//! Feed replay: raw frames through the pump, checked against a direct
//! simulation of the same outcomes.

use std::time::Duration;

use cashout_oracle::backtest::Simulator;
use cashout_oracle::config::{EngineSettings, SignalConfig};
use cashout_oracle::dashboard::routes::DashboardState;
use cashout_oracle::engine::RoundSettlementEngine;
use cashout_oracle::feed::{pump, replay::ReplayFeed};
use cashout_oracle::types::{Mode, RoundOutcome};
use chrono::Utc;
use rust_decimal_macros::dec;

use crate::simulation::generate_rounds;

/// Render outcomes as socket frames, with an interim tick before each final
/// and some noise the decoder must drop.
fn render_frames(rounds: &[RoundOutcome]) -> String {
    let mut text = String::from("0{\"sid\":\"abc\"}\n40\n");
    for (i, round) in rounds.iter().enumerate() {
        text.push_str(&format!("4,{:.2}\n", 1.0 + (round.value - 1.0) / 2.0));
        if i % 2 == 0 {
            text.push_str(&format!("42[\"5\",\"r{i}\",\"crash\",\"{:.2}\"]\n", round.value));
        } else {
            text.push_str(&format!(")]}}',5,r{i},crash,{:.2}\n", round.value));
        }
        text.push_str("2\n");
    }
    text
}

#[tokio::test]
async fn test_replayed_frames_match_simulation() {
    let rounds = generate_rounds(21, 120);
    let settings = EngineSettings {
        mode: Mode::Safe,
        ..EngineSettings::default()
    };

    let frames = render_frames(&rounds);
    let mut feed = ReplayFeed::new(frames.as_bytes(), Duration::ZERO);
    let mut engine = RoundSettlementEngine::new(settings.clone(), dec!(1000));
    let dashboard = DashboardState::new(&engine, SignalConfig::default());

    let stats = pump(&mut feed, &mut engine, Some(&dashboard)).await.unwrap();
    assert_eq!(stats.settled, 120);
    assert_eq!(stats.interims, 120);
    assert_eq!(stats.rejected, 0);
    // Handshake frames plus one ping per round.
    assert_eq!(stats.dropped, 2 + 120);

    let report = Simulator::new(settings).run(&rounds, dec!(1000));
    assert_eq!(engine.ledger().balance, report.final_balance);
    assert_eq!(engine.ledger().wins + engine.ledger().losses, {
        let non_neutral = rounds.iter().filter(|r| !r.is_neutral()).count();
        non_neutral as u64
    });

    let view = dashboard.view.read().await;
    assert_eq!(view.ledger.balance, report.final_balance);
    assert_eq!(view.history.len(), 50);
    assert!(view.backtest.is_some());
    assert!(view.updated_at <= Utc::now());
}

#[tokio::test]
async fn test_settings_queued_mid_feed_apply_to_later_rounds() {
    let rounds = generate_rounds(8, 30);
    let mut engine = RoundSettlementEngine::new(EngineSettings::default(), dec!(1000));
    let dashboard = DashboardState::new(&engine, SignalConfig::default());

    let first = render_frames(&rounds[..15]);
    let mut feed = ReplayFeed::new(first.as_bytes(), Duration::ZERO);
    pump(&mut feed, &mut engine, Some(&dashboard)).await.unwrap();
    assert_eq!(engine.settings().risk_pct, 0.02);

    dashboard
        .queue_settings(EngineSettings {
            risk_pct: 0.0,
            auto_tune: false,
            ..EngineSettings::default()
        })
        .await;
    let balance = engine.ledger().balance;

    let rest = render_frames(&rounds[15..]);
    let mut feed = ReplayFeed::new(rest.as_bytes(), Duration::ZERO);
    pump(&mut feed, &mut engine, Some(&dashboard)).await.unwrap();

    assert_eq!(engine.settings().risk_pct, 0.0);
    assert_eq!(engine.history().len(), 30);
    // Zero risk means nothing is wagered after the update.
    assert_eq!(engine.ledger().balance, balance);
}
impl<'a> SafeCashoutPredictor<'a> {
    pub fn new(tuning: &'a PredictorTuning, mode: Mode, auto_tune: bool) -> Self {
        Self {
            tuning,
            mode,
            auto_tune,
        }
    }

    /// Predict the next target from `history` (newest first) and advance
    /// the smoothing state.
    pub fn predict(
        &self,
        history: &[PredictionRecord],
        small_accuracy: SmallAccuracy,
        state: &mut PredictorState,
    ) -> Prediction {
        // Positions index into the whole history so recency weights reflect
        // how long ago the round happened, not its rank within a bucket.
        let values: Vec<(usize, f64)> = history
            .iter()
            .enumerate()
            .map(|(i, r)| (i, r.final_value))
            .filter(|(_, v)| v.is_finite())
            .collect();

        let small: Vec<(usize, f64)> = values
            .iter()
            .copied()
            .filter(|(_, v)| *v >= NEUTRAL_MULTIPLIER && *v <= SMALL_BUCKET_MAX)
            .take(SMALL_LIMIT)
            .collect();
        let medium: Vec<f64> = values
            .iter()
            .map(|(_, v)| *v)
            .filter(|v| Bucket::of(*v) == Bucket::Medium)
            .take(MEDIUM_LIMIT)
            .collect();
        let high: Vec<f64> = values
            .iter()
            .map(|(_, v)| *v)
            .filter(|v| Bucket::of(*v) == Bucket::High)
            .take(HIGH_LIMIT)
            .collect();

        if small.is_empty() && medium.is_empty() && high.is_empty() {
            let target = self.limit(DEFAULT_TARGET, state.last_published);
            state.last_published = target;
            state.confidence = 0.0;
            let tuning = self.tuning.regime(Regime::Normal);
            return Prediction {
                target,
                confidence: 0.0,
                regime: Regime::Normal,
                band: (tuning.lo, tuning.hi),
                mix: BucketMix {
                    small: 0.0,
                    medium: 0.0,
                    high: 0.0,
                },
                rationale: "insufficient data".to_string(),
            };
        }

        let stats = small_stats(&small);
        let regime = Regime::from_std(stats.std);
        let tuning = self.tuning.regime(regime);

        let small_est = 0.6 * stats.q90 + 0.25 * stats.q85 + 0.15 * stats.mean;
        let medium_est = capped_mean(&medium, MEDIUM_SAMPLE_CAP);
        let high_est = capped_mean(&high, HIGH_SAMPLE_CAP);

        let mix = bucket_mix(&values);

        let conf_size = (stats.n_eff / 50.0).clamp(0.0, 1.0);
        let conf_vol = (0.35 / stats.std.max(0.12)).clamp(0.0, 1.0);
        let confidence = (0.6 * conf_size + 0.4 * conf_vol).clamp(0.0, 1.0);

        let mode_mul = self.mode.divisor_multiplier();
        let div_small = tuning.small_divisor * mode_mul + (1.0 - confidence) * SMALL_PENALTY;
        let div_medium = tuning.medium_divisor * mode_mul + (1.0 - confidence) * MEDIUM_PENALTY;
        let div_high = tuning.high_divisor * mode_mul + (1.0 - confidence) * HIGH_PENALTY;

        let blended = mix.small * safe_div(small_est, div_small)
            + mix.medium * safe_div(medium_est, div_medium)
            + mix.high * safe_div(high_est, div_high);

        let previous = if state.smoothed.is_finite() {
            state.smoothed
        } else {
            DEFAULT_TARGET
        };
        let mut smoothed = tuning.alpha * blended + (1.0 - tuning.alpha) * previous;
        state.smoothed = smoothed;
        state.confidence = confidence;

        let penalty = 1.0 - (undercut_rate(history) * UNDERCUT_MAX).min(UNDERCUT_MAX);

        if self.auto_tune {
            if confidence >= 0.7 {
                smoothed += AUTO_TUNE_STEP;
            } else if (0.4..0.5).contains(&confidence) {
                smoothed -= AUTO_TUNE_STEP;
            }
            if small_accuracy.pct > 0.0 && small_accuracy.pct < 60.0 && small_accuracy.decisions >= 10 {
                smoothed -= AUTO_TUNE_STEP;
            }
        }

        let raw = smoothed * self.mode.safety_factor() * penalty;
        let max_cap = regime.max_target() + self.mode.cap_adjustment();
        let clamped = if raw.is_finite() {
            raw.clamp(MIN_TARGET, max_cap)
        } else {
            DEFAULT_TARGET
        };
        let target = self.limit(clamped, state.last_published);
        state.last_published = target;

        let rationale = format!(
            "small q90={:.2}, std={:.2}, conf={:.0}%, mix S:{:.0} M:{:.0} H:{:.0}",
            stats.q90,
            stats.std,
            confidence * 100.0,
            mix.small * 100.0,
            mix.medium * 100.0,
            mix.high * 100.0,
        );

        debug!(
            target,
            raw,
            confidence,
            %regime,
            n_eff = stats.n_eff,
            q95 = stats.q95,
            penalty,
            "Prediction computed"
        );

        Prediction {
            target,
            confidence,
            regime,
            band: (tuning.lo, tuning.hi),
            mix,
            rationale,
        }
    }

    /// Anti-spike limiter: stay within `MAX_STEP` of the last published
    /// target, then round to two decimals.
    fn limit(&self, value: f64, last_published: f64) -> f64 {
        let last = if last_published.is_finite() {
            last_published
        } else {
            DEFAULT_TARGET
        };
        round2(value.clamp(last - MAX_STEP, last + MAX_STEP))
    }
}
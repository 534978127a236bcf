//! Axum web server for live monitoring.
//!
//! Serves a REST API and a self-contained HTML page. Settings updates
//! and resets are queued and picked up by the feed pump between rounds.
//! CORS enabled for local development.

pub mod routes;

use anyhow::{Context, Result};
use axum::{
    http::{header, HeaderValue, Method},
    response::Html,
    routing::{get, post},
    Router,
};
use tower_http::cors::CorsLayer;
use tracing::{error, info};

use routes::AppState;

/// The embedded dashboard HTML (compiled into the binary).
const DASHBOARD_HTML: &str = include_str!("templates/index.html");

/// Bind the dashboard port and serve in a background task.
pub async fn spawn_dashboard(state: AppState, port: u16) -> Result<()> {
    let app = build_router(state);
    let addr = std::net::SocketAddr::from(([0, 0, 0, 0], port));
    let listener = tokio::net::TcpListener::bind(addr)
        .await
        .with_context(|| format!("Failed to bind dashboard port {port}"))?;

    info!(port, "Dashboard server listening on http://localhost:{port}");
    tokio::spawn(async move {
        if let Err(e) = axum::serve(listener, app).await {
            error!(error = %e, "Dashboard server error");
        }
    });

    Ok(())
}

/// Build the Axum router with all routes and middleware.
pub fn build_router(state: AppState) -> Router {
    let cors = CorsLayer::new()
        .allow_origin(HeaderValue::from_static("*"))
        .allow_methods([Method::GET, Method::PUT, Method::POST])
        .allow_headers([header::CONTENT_TYPE]);

    Router::new()
        // API routes
        .route("/api/status", get(routes::get_status))
        .route("/api/rounds", get(routes::get_rounds))
        .route("/api/eta", get(routes::get_eta))
        .route("/api/backtest", get(routes::get_backtest))
        .route("/api/equity", get(routes::get_equity))
        .route("/api/signal", get(routes::get_signal))
        .route(
            "/api/settings",
            get(routes::get_settings).put(routes::put_settings),
        )
        .route("/api/reset/balance", post(routes::reset_balance))
        .route("/api/reset/daily", post(routes::reset_daily))
        .route("/health", get(routes::health))
        // Dashboard HTML
        .route("/", get(serve_dashboard))
        .layer(cors)
        .with_state(state)
}

/// Serve the embedded HTML dashboard.
async fn serve_dashboard() -> Html<&'static str> {
    Html(DASHBOARD_HTML)
}

// ---------------------------------------------------------------------------
// Tests
// ---------------------------------------------------------------------------

#[cfg(test)]
mod tests {
    use super::*;
    use crate::config::{EngineSettings, SignalConfig};
    use crate::engine::RoundSettlementEngine;
    use crate::types::{Mode, RoundOutcome};
    use axum::body::Body;
    use axum::http::{Request, StatusCode};
    use chrono::{Duration, Utc};
    use routes::{ControlRequest, DashboardState};
    use rust_decimal_macros::dec;
    use std::sync::Arc;
    use tower::ServiceExt;

    fn test_state() -> AppState {
        let engine = RoundSettlementEngine::new(EngineSettings::default(), dec!(1000));
        Arc::new(DashboardState::new(&engine, SignalConfig::default()))
    }

    async fn get_json(app: Router, uri: &str) -> serde_json::Value {
        let resp = app
            .oneshot(Request::builder().uri(uri).body(Body::empty()).unwrap())
            .await
            .unwrap();
        assert_eq!(resp.status(), StatusCode::OK, "{uri}");
        let body = axum::body::to_bytes(resp.into_body(), 100_000).await.unwrap();
        serde_json::from_slice(&body).unwrap()
    }

    #[tokio::test]
    async fn test_health_endpoint() {
        let app = build_router(test_state());
        let resp = app
            .oneshot(Request::builder().uri("/health").body(Body::empty()).unwrap())
            .await
            .unwrap();
        assert_eq!(resp.status(), StatusCode::OK);
    }

    #[tokio::test]
    async fn test_status_endpoint() {
        let json = get_json(build_router(test_state()), "/api/status").await;
        assert_eq!(json["status"], "running");
        assert_eq!(json["next_target"].as_f64().unwrap(), 1.2);
        assert_eq!(json["mode"], "normal");
        assert_eq!(json["guard"]["phase"], "active");
        assert!(json["latest"].is_null());
    }

    #[tokio::test]
    async fn test_rounds_endpoint_after_settlement() {
        let settings = EngineSettings {
            auto_tune: false,
            ..EngineSettings::default()
        };
        let mut engine = RoundSettlementEngine::new(settings, dec!(1000));
        let state = Arc::new(DashboardState::new(&engine, SignalConfig::default()));
        engine
            .process_outcome(RoundOutcome::new(10.5, Utc::now() - Duration::seconds(10)))
            .unwrap();
        state.publish(&engine).await;

        let json = get_json(build_router(state), "/api/rounds").await;
        let rounds = json.as_array().unwrap();
        assert_eq!(rounds.len(), 1);
        assert_eq!(rounds[0]["final"].as_f64().unwrap(), 10.5);
        assert_eq!(rounds[0]["success"], true);
    }

    #[tokio::test]
    async fn test_eta_and_backtest_null_when_empty() {
        let app = build_router(test_state());
        let eta = get_json(app.clone(), "/api/eta").await;
        assert!(eta["eta"].is_null());
        let backtest = get_json(app, "/api/backtest").await;
        assert!(backtest.is_null());
    }

    #[tokio::test]
    async fn test_equity_endpoint() {
        let json = get_json(build_router(test_state()), "/api/equity").await;
        assert_eq!(json["equity"].as_array().unwrap().len(), 1);
        assert!(json["pl_history"].as_array().unwrap().is_empty());
    }

    #[tokio::test]
    async fn test_signal_endpoint() {
        let json = get_json(build_router(test_state()), "/api/signal").await;
        assert!(json["message"].as_str().unwrap().contains("High Multiplier Signal"));
        assert!(json["telegram"].is_null());
    }

    #[tokio::test]
    async fn test_put_settings_endpoint() {
        let state = test_state();
        let app = build_router(state.clone());
        let resp = app
            .oneshot(
                Request::builder()
                    .method("PUT")
                    .uri("/api/settings")
                    .header("content-type", "application/json")
                    .body(Body::from(r#"{"mode":"safe","stake_strategy":"kelly"}"#))
                    .unwrap(),
            )
            .await
            .unwrap();
        assert_eq!(resp.status(), StatusCode::ACCEPTED);

        let pending = state.take_pending().await;
        assert_eq!(pending.len(), 1);
        match &pending[0] {
            ControlRequest::ReplaceSettings(settings) => {
                assert_eq!(settings.mode, Mode::Safe);
                assert_eq!(settings.risk_pct, 0.02);
            }
            other => panic!("unexpected request {other:?}"),
        }
    }

    #[tokio::test]
    async fn test_put_settings_coerces_negative_cooldown() {
        let state = test_state();
        let resp = build_router(state.clone())
            .oneshot(
                Request::builder()
                    .method("PUT")
                    .uri("/api/settings")
                    .header("content-type", "application/json")
                    .body(Body::from(r#"{"cooldown_after":-1,"cooldown_len":3}"#))
                    .unwrap(),
            )
            .await
            .unwrap();
        assert_eq!(resp.status(), StatusCode::ACCEPTED);

        match state.take_pending().await.as_slice() {
            [ControlRequest::ReplaceSettings(settings)] => {
                assert_eq!(settings.cooldown_after, 2);
                assert_eq!(settings.cooldown_len, 3);
            }
            other => panic!("unexpected requests {other:?}"),
        }
    }

    #[tokio::test]
    async fn test_put_settings_rejects_bad_json() {
        let app = build_router(test_state());
        let resp = app
            .oneshot(
                Request::builder()
                    .method("PUT")
                    .uri("/api/settings")
                    .header("content-type", "application/json")
                    .body(Body::from(r#"{"mode":"yolo"}"#))
                    .unwrap(),
            )
            .await
            .unwrap();
        assert!(resp.status().is_client_error());
    }

    #[tokio::test]
    async fn test_reset_endpoint() {
        let state = test_state();
        let resp = build_router(state.clone())
            .oneshot(
                Request::builder()
                    .method("POST")
                    .uri("/api/reset/balance")
                    .body(Body::empty())
                    .unwrap(),
            )
            .await
            .unwrap();
        assert_eq!(resp.status(), StatusCode::ACCEPTED);
        assert_eq!(state.take_pending().await, vec![ControlRequest::ResetBalance]);
    }

    #[tokio::test]
    async fn test_dashboard_html() {
        let app = build_router(test_state());
        let resp = app
            .oneshot(Request::builder().uri("/").body(Body::empty()).unwrap())
            .await
            .unwrap();
        assert_eq!(resp.status(), StatusCode::OK);

        let body = axum::body::to_bytes(resp.into_body(), 100_000).await.unwrap();
        let html = String::from_utf8(body.to_vec()).unwrap();
        assert!(html.contains("Cashout Oracle"));
        assert!(html.contains("Dashboard"));
    }

    #[tokio::test]
    async fn test_unknown_route_404() {
        let app = build_router(test_state());
        let resp = app
            .oneshot(Request::builder().uri("/api/nope").body(Body::empty()).unwrap())
            .await
            .unwrap();
        assert_eq!(resp.status(), StatusCode::NOT_FOUND);
    }
}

Your task —
Reproduce verbatim the lines above, from the line with "the smoothing state." through the line with "recency weights reflect".

Your solution —
    /// the smoothing state.
    pub fn predict(
        &self,
        history: &[PredictionRecord],
        small_accuracy: SmallAccuracy,
        state: &mut PredictorState,
    ) -> Prediction {
        // Positions index into the whole history so recency weights reflect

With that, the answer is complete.